In this notebook, I limit the number of companies I am working with to just the top five Fortune 100 companies. However, I have included several different code blocks that future iterations of this project can use and expand upon to more easily include more companies.

## Imports

In [1]:
import pandas as pd

from tqdm import tqdm
import time

from selenium import webdriver
from selenium.webdriver.common.by import By

import warnings
warnings.filterwarnings('ignore')

## Read in the data

In [2]:
# read in the data
cos = pd.read_csv('./data/fortune_100_data_w_links.csv')

Because this project is a proof of concept, I am limiting the DataFrame to just the top five Fortune 100 companies. 

In [3]:
cos = cos[cos['rank'] <=5]
cos

Unnamed: 0,company,rank,fortune_link,co_website,newsroom_link,pressroom_link,corporate_link,final
0,Walmart,1,https://fortune.com/company/walmart/fortune500/,https://corporate.walmart.com,https://corporate.walmart.com/newsroom/2021/03...,https://www.diabetes.org/newsroom/press-releas...,https://corporate.walmart.com/#,https://corporate.walmart.com/newsroom/company...
1,Amazon,2,https://fortune.com/company/amazon-com/fortune...,https://www.amazon.com/,https://www.amazon.com/gp/customer-preferences...,https://www.amazon.com/ref=nav_logo_prime,https://www.amazon.com/Stonebriar-Decorative-S...,https://press.aboutamazon.com/press-releases
2,Exxon Mobil,3,https://fortune.com/company/exxon-mobil/fortun...,https://www.exxonmobil.com/,https://corporate.exxonmobil.com/About-us/Busi...,https://corporate.exxonmobil.com/News/Newsroom...,https://corporate.exxonmobil.com/#main-content,https://corporate.exxonmobil.com/News/Newsroom...
3,Apple,4,https://fortune.com/company/apple/fortune500/,https://www.apple.com/,https://www.apple.com/apple-news/,https://www.apple.com/us/shop/goto/temporary_c...,https://www.apple.com/us/shop/goto/trade_in,https://www.apple.com/newsroom/archive/
4,CVS Health,5,https://fortune.com/company/cvs-health/fortune...,https://www.cvshealth.com/,https://www.cvshealth.com/news-and-insights/to...,https://www.cvshealth.com/news-and-insights/pr...,https://www.cvshealth.com/social-responsibilit...,https://www.cvshealth.com/news-and-insights/pr...


## Adding the `loop_url`, `type` and `page_type` columns 

Part of the overall process not seen in these notebooks is determining how each company website works.

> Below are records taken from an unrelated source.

//! Scoped builder: field dispatch, extraction and nested scopes.

use crate::attributes::Attributes;
use crate::config::BuilderConfig;
use crate::error::{BuildError, BuildResult};
use crate::resolver::{FieldResolver, ResolvedField};
use protoform_model::{Message, MessageError, MessageType, Scalar, Value};
use tracing::debug;

/// Nested-population callback accepted by [`Builder::set`].
///
/// Receives a builder scoped to the child message and, for repeated fields,
/// the collection element the child is built from.
pub type Block<'b> = &'b mut dyn FnMut(&mut Builder<'_>, Option<&Value>) -> BuildResult<()>;

/// Mutation engine over one message scope.
///
/// Nested scopes are new `Builder`s over the child message, handed to the
/// callback and dropped when it returns.
pub struct Builder<'m> {
    pub(crate) message: &'m mut Message,
    pub(crate) config: BuilderConfig,
    pub(crate) depth: usize,
}

impl<'m> Builder<'m> {
    pub fn new(message: &'m mut Message) -> Self {
        Self::with_config(message, BuilderConfig::default())
    }

    pub fn with_config(message: &'m mut Message, config: BuilderConfig) -> Self {
        Self {
            message,
            config,
            depth: 0,
        }
    }

    /// The message this scope populates.
    #[must_use]
    pub fn target(&self) -> &Message {
        self.message
    }

    #[must_use]
    pub fn config(&self) -> BuilderConfig {
        self.config
    }

    /// Nesting level of this scope; the root is 0.
    #[must_use]
    pub fn depth(&self) -> usize {
        self.depth
    }

    /// Whether the scope's type declares `name`. Used for dynamic dispatch
    /// checks before calling [`Builder::set`].
    #[must_use]
    pub fn has_field(&self, name: &str) -> bool {
        self.message.has_field(name)
    }

    /// Populates one field. Branches are tried in order:
    ///
    /// 1. With a `block`: the field must be a message field. Repeated fields
    ///    take exactly one sequence argument and get one child per element,
    ///    appended in order. Singular fields take no arguments and reuse the
    ///    existing child if one is set.
    /// 2. Exactly one argument: repeated fields take a mapping (map entries),
    ///    a sequence (replacement) or a single value (one-element
    ///    replacement). Singular fields are assigned.
    /// 3. Zero or two or more arguments: `[element, attr, ...]` extracts the
    ///    named attributes of `element` into a child (or one child per element
    ///    for repeated fields). With no arguments a singular message field
    ///    gets an empty child, or keeps its existing one.
    pub fn set(
        &mut self,
        field: &str,
        args: Vec<Value>,
        block: Option<Block<'_>>,
    ) -> BuildResult<()> {
        let field = FieldResolver::resolve(self.message, field)?;
        match block {
            Some(block) => self.set_scoped(&field, args, block),
            None if args.len() == 1 => {
                let value = single(&field, args)?;
                debug!("set {} = {}", field.qualified_name(), value.kind_name());
                self.assign(&field, value)
            }
            None => self.set_extracted(&field, args),
        }
    }

    fn set_scoped(
        &mut self,
        field: &ResolvedField,
        args: Vec<Value>,
        block: Block<'_>,
    ) -> BuildResult<()> {
        if !field.is_message() {
            return Err(BuildError::InvalidBlockUsage {
                field: field.name().to_string(),
            });
        }
        if field.is_repeated() {
            let items = collection(field, single(field, args)?)?;
            debug!(
                "set {}: {} children via callback",
                field.qualified_name(),
                items.len()
            );
            self.push_children(field, &items, |scope, item| block(scope, Some(item)))
        } else {
            if !args.is_empty() {
                return Err(BuildError::ArityMismatch {
                    field: field.name().to_string(),
                    expected: "0",
                    found: args.len(),
                });
            }
            debug!("set {}: nested scope", field.qualified_name());
            self.scope_child(field, |scope| block(scope, None))
        }
    }

    fn set_extracted(&mut self, field: &ResolvedField, args: Vec<Value>) -> BuildResult<()> {
        if !field.is_message() {
            return Err(BuildError::InvalidBlockUsage {
                field: field.name().to_string(),
            });
        }
        let mut args = args.into_iter();
        let element = args.next();
        let names = args.map(attribute_name).collect::<BuildResult<Vec<_>>>()?;
        let names: Vec<&str> = names.iter().map(String::as_str).collect();
        debug!("set {}: extract {:?}", field.qualified_name(), names);

        match (field.is_repeated(), element) {
            (true, Some(element)) => {
                let items = collection(field, element)?;
                self.push_children(field, &items, |scope, item| scope.extract(item, &names))
            }
            (true, None) => Err(BuildError::ExpectedCollection {
                field: field.name().to_string(),
                found: "nothing",
            }),
            (false, Some(element)) => self.scope_child(field, |scope| scope.extract(&element, &names)),
            (false, None) => self.scope_child(field, |_| Ok(())),
        }
    }

    /// Writes one value to a resolved field according to its shape.
    pub(crate) fn assign(&mut self, field: &ResolvedField, value: Value) -> BuildResult<()> {
        let name = field.name();
        if !field.is_repeated() {
            self.message.set(name, value)?;
            return Ok(());
        }
        match value {
            Value::Mapping(entries) => {
                for (key, entry) in entries {
                    self.message.set_map_entry(name, &key, entry)?;
                }
            }
            Value::Sequence(items) => self.message.replace_repeated(name, items)?,
            other => self.message.replace_repeated(name, vec![other])?,
        }
        Ok(())
    }

    /// Builds one child per item and appends them once all succeed.
    fn push_children<T, F>(&mut self, field: &ResolvedField, items: &[T], mut fill: F) -> BuildResult<()>
    where
        F: FnMut(&mut Builder<'_>, &T) -> BuildResult<()>,
    {
        let ty = field.require_nested()?.clone();
        let depth = self.enter()?;
        let mut children = Vec::with_capacity(items.len());
        for item in items {
            let mut child = ty.new_instance();
            fill(
                &mut Builder {
                    message: &mut child,
                    config: self.config,
                    depth,
                },
                item,
            )?;
            children.push(Value::Message(child));
        }
        self.message.push_repeated(field.name(), children)?;
        Ok(())
    }

    fn scope_child<F>(&mut self, field: &ResolvedField, fill: F) -> BuildResult<()>
    where
        F: FnOnce(&mut Builder<'_>) -> BuildResult<()>,
    {
        let depth = self.enter()?;
        let config = self.config;
        let child = self.message.message_mut(field.name())?;
        fill(&mut Builder {
            message: child,
            config,
            depth,
        })
    }

    fn enter(&self) -> BuildResult<usize> {
        let depth = self.depth + 1;
        if depth > self.config.max_depth {
            return Err(BuildError::DepthExceeded {
                max_depth: self.config.max_depth,
            });
        }
        Ok(depth)
    }

    // ── Extraction ───────────────────────────────────────────────────

    /// Copies the named attributes of `element` into same-named fields of
    /// this scope, stopping at the first failure.
    pub fn extract<A: Attributes + ?Sized>(&mut self, element: &A, names: &[&str]) -> BuildResult<()> {
        for &name in names {
            let field = FieldResolver::resolve(self.message, name)?;
            let value = element
                .attribute(name)
                .ok_or_else(|| BuildError::MissingAttribute {
                    attribute: name.to_string(),
                })?;
            self.assign(&field, value)?;
        }
        Ok(())
    }

    /// Appends one child per element to a repeated message field, each
    /// populated by extracting `names`.
    pub fn extract_each<A: Attributes>(
        &mut self,
        field: &str,
        elements: &[A],
        names: &[&str],
    ) -> BuildResult<()> {
        let field = FieldResolver::resolve(self.message, field)?;
        if !field.is_message() || !field.is_repeated() {
            return Err(BuildError::Message(MessageError::WrongShape {
                field: field.name().to_string(),
                expected: "repeated message",
            }));
        }
        self.push_children(&field, elements, |scope, element| scope.extract(element, names))
    }

    /// Empty instance of the nested type `field` holds, for use as a prefab
    /// value.
    pub fn new_child_for(&self, field: &str) -> BuildResult<Message> {
        Ok(self.message.new_child(field)?)
    }

    // ── Convenience wrappers over `set` ──────────────────────────────

    /// Single-value form of [`Builder::set`].
    pub fn set_value(&mut self, field: &str, value: impl Into<Value>) -> BuildResult<()> {
        self.set(field, vec![value.into()], None)
    }

    /// Populates a singular message field in a nested scope.
    pub fn set_nested<F>(&mut self, field: &str, mut fill: F) -> BuildResult<()>
    where
        F: FnMut(&mut Builder<'_>) -> BuildResult<()>,
    {
        let mut block = |scope: &mut Builder<'_>, _: Option<&Value>| fill(scope);
        self.set(field, Vec::new(), Some(&mut block))
    }

    /// Appends one child per item to a repeated message field.
    pub fn set_each<I, T, F>(&mut self, field: &str, items: I, mut fill: F) -> BuildResult<()>
    where
        I: IntoIterator<Item = T>,
        T: Into<Value>,
        F: FnMut(&mut Builder<'_>, &Value) -> BuildResult<()>,
    {
        let mut block = |scope: &mut Builder<'_>, item: Option<&Value>| match item {
            Some(item) => fill(scope, item),
            None => Ok(()),
        };
        self.set(field, vec![Value::sequence(items)], Some(&mut block))
    }

    /// Extract shorthand: `element`'s named attributes go into a child of
    /// `field` (one child per element if `field` is repeated).
    pub fn set_extract(
        &mut self,
        field: &str,
        element: impl Into<Value>,
        names: &[&str],
    ) -> BuildResult<()> {
        if names.is_empty() {
            return Err(BuildError::ArityMismatch {
                field: field.to_string(),
                expected: "at least 2",
                found: 1,
            });
        }
        let args = std::iter::once(element.into())
            .chain(names.iter().map(|&name| Value::from(name)))
            .collect();
        self.set(field, args, None)
    }
}

/// Builds a fresh message of `ty` with a root-scope builder.
pub fn build<F>(ty: &MessageType, fill: F) -> BuildResult<Message>
where
    F: FnOnce(&mut Builder<'_>) -> BuildResult<()>,
{
    build_with_config(ty, BuilderConfig::default(), fill)
}

pub fn build_with_config<F>(ty: &MessageType, config: BuilderConfig, fill: F) -> BuildResult<Message>
where
    F: FnOnce(&mut Builder<'_>) -> BuildResult<()>,
{
    let mut message = ty.new_instance();
    fill(&mut Builder::with_config(&mut message, config))?;
    Ok(message)
}

/// Like [`build`], but starts from a payload mapping instead of an empty
/// instance.
pub fn build_from<F>(ty: &MessageType, payload: &Value, fill: F) -> BuildResult<Message>
where
    F: FnOnce(&mut Builder<'_>) -> BuildResult<()>,
{
    build_from_with_config(ty, BuilderConfig::default(), payload, fill)
}

pub fn build_from_with_config<F>(
    ty: &MessageType,
    config: BuilderConfig,
    payload: &Value,
    fill: F,
) -> BuildResult<Message>
where
    F: FnOnce(&mut Builder<'_>) -> BuildResult<()>,
{
    let mut message = Message::from_payload(ty.clone(), payload)?;
    fill(&mut Builder::with_config(&mut message, config))?;
    Ok(message)
}

fn single(field: &ResolvedField, args: Vec<Value>) -> BuildResult<Value> {
    let found = args.len();
    <[Value; 1]>::try_from(args)
        .map(|[value]| value)
        .map_err(|_| BuildError::ArityMismatch {
            field: field.name().to_string(),
            expected: "1",
            found,
        })
}

fn collection(field: &ResolvedField, value: Value) -> BuildResult<Vec<Value>> {
    match value {
        Value::Sequence(items) => Ok(items),
        other => Err(BuildError::ExpectedCollection {
            field: field.name().to_string(),
            found: other.kind_name(),
        }),
    }
}

fn attribute_name(value: Value) -> BuildResult<String> {
    match value {
        Value::Scalar(Scalar::String(name)) => Ok(name),
        other => Err(BuildError::InvalidAttributeName {
            found: other.kind_name(),
        }),
    }
}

For instance, Walmart's newsroom has pages that can be iterated through, while Amazon's press releases are organized in a long list by year, which each year getting its own tab on its newsroom. 

For some of the companies not included in the reduced list, the structure of their page urls don't follow the same pattern.

After examining the newsrooms for the top five Fortune 100 companies, I've saved the additional information needed to get us one step closer to our end goal in `company_loop_info.csv`.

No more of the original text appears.